Jij mag niet meer meedoen
Lezen: Jakobus 4: 11-12
3 minuten

Van alle tientallen nieuwsbrieven die ik in mijn mailbox krijg (nee, ik ben niet bijster goed in het afmelden van nieuwsbrieven) is er eentje die ik altijd lees: The Red Hand Files van Nick Cave. Deze Australisch-Engelse singer-songwriter beantwoordt iedere week vragen die hem gestuurd worden, en zijn wijsheid, humor en inzicht verrast me telkens weer. 

Op een dag combineerde hij de vragen: ‘Wat betekent genade voor jou?’ en ‘Wat zijn je gedachten over cancel culture’ (dat is de gewoonte om stemmen het zwijgen op te leggen als ze niet correct zijn of in het verleden ‘foute’ dingen hebben gezegd). Zijn antwoord draag ik tot op de dag van vandaag bij me. 

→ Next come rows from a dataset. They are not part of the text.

//! 매매일지 거래 기록.
//!
//! 이 모듈은 거래 입력과 평가 결과 타입을 정의합니다:
//! - `Direction` - 포지션 방향 (롱/숏)
//! - `Emotion` - 진입 시 심리 상태 태그
//! - `TradeInput` - 평가 전 원시 입력
//! - `TradeForm` - 문자열 폼 입력
//! - `ValuedTrade` - 검증 및 평가가 끝난 거래

use chrono::{DateTime, Utc};
use rust_decimal::Decimal;
use serde::{Deserialize, Serialize};
use std::str::FromStr;

use super::validation::{TradeField, ValuationError, ValuationResult};
use crate::types::{decimal_from_f64, Lots, Percentage, Price};

/// 포지션 방향.
#[derive(Debug, Clone, Copy, PartialEq, Eq, Hash, Serialize, Deserialize)]
#[serde(rename_all = "snake_case")]
pub enum Direction {
    /// 롱 - 가격 상승 시 수익
    Long,
    /// 숏 - 가격 하락 시 수익
    Short,
}

impl Direction {
    /// 반대 방향을 반환합니다.
    pub fn opposite(&self) -> Self {
        match self {
            Direction::Long => Direction::Short,
            Direction::Short => Direction::Long,
        }
    }
}

impl std::fmt::Display for Direction {
    fn fmt(&self, f: &mut std::fmt::Formatter<'_>) -> std::fmt::Result {
        match self {
            Direction::Long => write!(f, "LONG"),
            Direction::Short => write!(f, "SHORT"),
        }
    }
}

impl FromStr for Direction {
    type Err = ValuationError;

    /// `long`/`short`와 폼에서 쓰는 `buy`/`sell`을 모두 받습니다.
    fn from_str(s: &str) -> Result<Self, Self::Err> {
        match s.trim().to_lowercase().as_str() {
            "long" | "buy" => Ok(Direction::Long),
            "short" | "sell" => Ok(Direction::Short),
            _ => Err(ValuationError::MissingField {
                field: TradeField::Direction,
            }),
        }
    }
}

/// 진입 시 트레이더의 심리 상태.
#[derive(Debug, Clone, Copy, Default, PartialEq, Eq, Hash, Serialize, Deserialize)]
#[serde(rename_all = "snake_case")]
pub enum Emotion {
    #[default]
    Calm,
    Emotional,
    Overconfident,
    Fearful,
    Greedy,
    Disciplined,
}

impl Emotion {
    pub fn as_str(&self) -> &'static str {
        match self {
            Emotion::Calm => "calm",
            Emotion::Emotional => "emotional",
            Emotion::Overconfident => "overconfident",
            Emotion::Fearful => "fearful",
            Emotion::Greedy => "greedy",
            Emotion::Disciplined => "disciplined",
        }
    }
}

impl std::fmt::Display for Emotion {
    fn fmt(&self, f: &mut std::fmt::Formatter<'_>) -> std::fmt::Result {
        f.write_str(self.as_str())
    }
}

impl FromStr for Emotion {
    type Err = String;

    fn from_str(s: &str) -> Result<Self, Self::Err> {
        match s.trim().to_lowercase().as_str() {
            "calm" => Ok(Emotion::Calm),
            "emotional" => Ok(Emotion::Emotional),
            "overconfident" => Ok(Emotion::Overconfident),
            "fearful" => Ok(Emotion::Fearful),
            "greedy" => Ok(Emotion::Greedy),
            "disciplined" => Ok(Emotion::Disciplined),
            _ => Err(format!("Unknown emotion: {}", s)),
        }
    }
}

/// 평가 전 원시 거래 입력.
///
/// 필수 수치 입력도 `Option`으로 받습니다. 누락은 평가 시점에
/// `MissingField` 에러로 보고됩니다.
#[derive(Debug, Clone, PartialEq, Serialize, Deserialize)]
pub struct TradeInput {
    /// 포지션 방향
    pub direction: Direction,
    /// 진입가
    pub entry_price: Option<Price>,
    /// 청산가
    pub exit_price: Option<Price>,
    /// 포지션 크기 (랏)
    pub position_size: Option<Lots>,
    /// 손절가
    #[serde(default)]
    pub stop_loss: Option<Price>,
    /// 목표가
    #[serde(default)]
    pub take_profit: Option<Price>,
    /// 계좌 대비 리스크 비율 (%)
    #[serde(default)]
    pub risk_percent: Option<Percentage>,
    /// 거래 발생 시각 (정렬/기간 집계 전용)
    pub occurred_at: DateTime<Utc>,
    /// 심리 상태
    #[serde(default)]
    pub emotion: Emotion,
    /// 메모
    #[serde(default)]
    pub notes: Option<String>,
}

impl TradeInput {
    /// 필수 입력으로 새 거래 입력을 생성합니다.
    pub fn new(
        direction: Direction,
        entry_price: Price,
        exit_price: Price,
        position_size: Lots,
    ) -> Self {
        Self {
            direction,
            entry_price: Some(entry_price),
            exit_price: Some(exit_price),
            position_size: Some(position_size),
            stop_loss: None,
            take_profit: None,
            risk_percent: None,
            occurred_at: Utc::now(),
            emotion: Emotion::default(),
            notes: None,
        }
    }

    /// 수치 입력이 전혀 없는 빈 입력을 생성합니다 (폼 초기 상태).
    pub fn empty(direction: Direction) -> Self {
        Self {
            direction,
            entry_price: None,
            exit_price: None,
            position_size: None,
            stop_loss: None,
            take_profit: None,
            risk_percent: None,
            occurred_at: Utc::now(),
            emotion: Emotion::default(),
            notes: None,
        }
    }

    /// `f64` 값으로 입력을 생성합니다.
    ///
    /// NaN, 무한대 값은 해당 필드 누락으로 취급합니다.
    pub fn from_f64(direction: Direction, entry_price: f64, exit_price: f64, position_size: f64) -> Self {
        Self {
            entry_price: decimal_from_f64(entry_price),
            exit_price: decimal_from_f64(exit_price),
            position_size: decimal_from_f64(position_size),
            ..Self::empty(direction)
        }
    }

    /// 진입가를 설정합니다.
    pub fn with_entry_price(mut self, entry_price: Price) -> Self {
        self.entry_price = Some(entry_price);
        self
    }

    /// 청산가를 설정합니다.
    pub fn with_exit_price(mut self, exit_price: Price) -> Self {
        self.exit_price = Some(exit_price);
        self
    }

    /// 포지션 크기를 설정합니다.
    pub fn with_position_size(mut self, position_size: Lots) -> Self {
        self.position_size = Some(position_size);
        self
    }

    /// 손절가를 설정합니다.
    pub fn with_stop_loss(mut self, stop_loss: Price) -> Self {
        self.stop_loss = Some(stop_loss);
        self
    }

    /// 목표가를 설정합니다.
    pub fn with_take_profit(mut self, take_profit: Price) -> Self {
        self.take_profit = Some(take_profit);
        self
    }

    /// 리스크 비율(%)을 설정합니다.
    pub fn with_risk_percent(mut self, risk_percent: Percentage) -> Self {
        self.risk_percent = Some(risk_percent);
        self
    }

    /// 발생 시각을 설정합니다.
    pub fn with_occurred_at(mut self, occurred_at: DateTime<Utc>) -> Self {
        self.occurred_at = occurred_at;
        self
    }

    /// 심리 상태를 설정합니다.
    pub fn with_emotion(mut self, emotion: Emotion) -> Self {
        self.emotion = emotion;
        self
    }

    /// 메모를 설정합니다.
    pub fn with_notes(mut self, notes: impl Into<String>) -> Self {
        self.notes = Some(notes.into());
        self
    }
}

/// 사용자가 입력한 그대로의 문자열 폼.
///
/// 빈 문자열은 입력 없음, 숫자가 아닌 문자열은 해당 필드의 `MissingField`입니다.
/// 심리 상태도 같은 규칙이며, 비어 있으면 기본값(`Calm`)입니다.
#[derive(Debug, Clone, Default, PartialEq, Eq, Serialize, Deserialize)]
#[serde(default)]
pub struct TradeForm {
    pub direction: String,
    pub entry_price: String,
    pub exit_price: String,
    pub position_size: String,
    pub stop_loss: String,
    pub take_profit: String,
    pub risk_percent: String,
    pub emotion: String,
    pub notes: String,
}

impl TradeForm {
    /// 폼을 `TradeInput`으로 변환합니다.
    pub fn parse(&self, occurred_at: DateTime<Utc>) -> ValuationResult<TradeInput> {
        let direction: Direction = self.direction.parse()?;
        let emotion = match self.emotion.trim() {
            "" => Emotion::default(),
            raw => raw
                .parse()
                .map_err(|_| ValuationError::MissingField { field: TradeField::Emotion })?,
        };
        let notes = Some(self.notes.trim())
            .filter(|n| !n.is_empty())
            .map(str::to_string);

        Ok(TradeInput {
            direction,
            entry_price: parse_decimal_field(&self.entry_price, TradeField::EntryPrice)?,
            exit_price: parse_decimal_field(&self.exit_price, TradeField::ExitPrice)?,
            position_size: parse_decimal_field(&self.position_size, TradeField::PositionSize)?,
            stop_loss: parse_decimal_field(&self.stop_loss, TradeField::StopLoss)?,
            take_profit: parse_decimal_field(&self.take_profit, TradeField::TakeProfit)?,
            risk_percent: parse_decimal_field(&self.risk_percent, TradeField::RiskPercent)?,
            occurred_at,
            emotion,
            notes,
        })
    }
}

fn parse_decimal_field(raw: &str, field: TradeField) -> ValuationResult<Option<Decimal>> {
    let raw = raw.trim();
    if raw.is_empty() {
        return Ok(None);
    }
    Decimal::from_str(raw)
        .map(Some)
        .map_err(|_| ValuationError::MissingField { field })
}

/// 검증과 평가가 끝난 거래.
///
/// 입력 필드와 평가 엔진이 계산한 파생 필드를 함께 담습니다.
/// 파생 지표의 `None`은 "정의되지 않음"을 뜻하며 JSON에서는 `null`로 직렬화됩니다.
#[derive(Debug, Clone, PartialEq, Serialize, Deserialize)]
#[serde(rename_all = "camelCase")]
pub struct ValuedTrade {
    pub direction: Direction,
    pub entry_price: Price,
    pub exit_price: Price,
    pub position_size: Lots,
    pub stop_loss: Option<Price>,
    pub take_profit: Option<Price>,
    pub risk_percent: Option<Percentage>,
    pub occurred_at: DateTime<Utc>,
    pub emotion: Emotion,
    pub notes: Option<String>,

    /// 기준 통화 손익
    pub pnl_quote_currency: Decimal,
    /// 보조 통화 손익
    pub pnl_secondary_currency: Decimal,
    /// 명목 가치 대비 손익률 (%)
    pub pnl_percent: Percentage,
    /// 손익비 (보상 거리 / 리스크 거리)
    pub risk_reward_ratio: Option<Decimal>,
    /// 리스크 예산 기준 권장 포지션 크기 (참고용)
    pub suggested_position_size: Option<Lots>,
}

impl ValuedTrade {
    /// 수익 거래 여부.
    pub fn is_win(&self) -> bool {
        self.pnl_quote_currency > Decimal::ZERO
    }

    /// 손실 거래 여부.
    pub fn is_loss(&self) -> bool {
        self.pnl_quote_currency < Decimal::ZERO
    }

    /// 재평가를 위해 원시 입력으로 되돌립니다.
    pub fn to_input(&self) -> TradeInput {
        TradeInput {
            direction: self.direction,
            entry_price: Some(self.entry_price),
            exit_price: Some(self.exit_price),
            position_size: Some(self.position_size),
            stop_loss: self.stop_loss,
            take_profit: self.take_profit,
            risk_percent: self.risk_percent,
            occurred_at: self.occurred_at,
            emotion: self.emotion,
            notes: self.notes.clone(),
        }
    }
}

“Genade,” schreef hij, “is een waarde die in het hart van elke functionerende en tolerante samenleving zou moeten zijn. Genade erkent dat we uiteindelijk allemaal onvolmaakt zijn, en geeft ons daarmee de zuurstof om te ademen (…). Zonder genade verliest een samenleving haar ziel en verslindt zichzelf.” En even verderop: “Voor zover ik kan zien, is de cancel culture de antithese van genade. Politieke correctheid is uitgegroeid tot de ongelukkigste religie ter wereld. Ooit probeerde ze eervol de samenleving op een meer rechtvaardige manier vorm te geven, maar nu belichaamt ze de slechtste aspecten die religie te bieden heeft (en niets van haar schoonheid): morele zekerheid, zelfingenomenheid, zonder zelfs maar de mogelijkheid tot verlossing te bieden.” 

Wat verlang ik naar een wereld waarin genade het wint van de neiging elkaar te beoordelen.
Lezen: Jakobus 4: 11-12

Zijn prachtige essay (terug te lezen op Redhandfiles.com) gaf me een gevoel van vrijheid. Wat verlang ik naar een wereld waarin genade het wint van de neiging elkaar te beoordelen. Want Jakobus wist het al: een plek waarin iedereen elkaars rechter is, verwordt tot een plek waar iedereen gevonnist wordt. 

Laten we het vonnis aan onze Opperrechter laten, en zelf broeders en zusters zijn. 

Pieter Jan Rodenburg

2 jaar geleden

Jakobus 4: 11-12

Spreek geen kwaad van elkaar, broeders en zusters. Wie kwaadspreekt van een ander of een ander veroordeelt, spreekt kwaad van de wet en veroordeelt de wet. En als u de wet veroordeelt, handelt u niet naar de wet, maar treedt u op als rechter. Er is maar één wetgever en rechter: Hij die bij machte is te redden of in het verderf te storten. Maar wie bent u om uw naaste te veroordelen?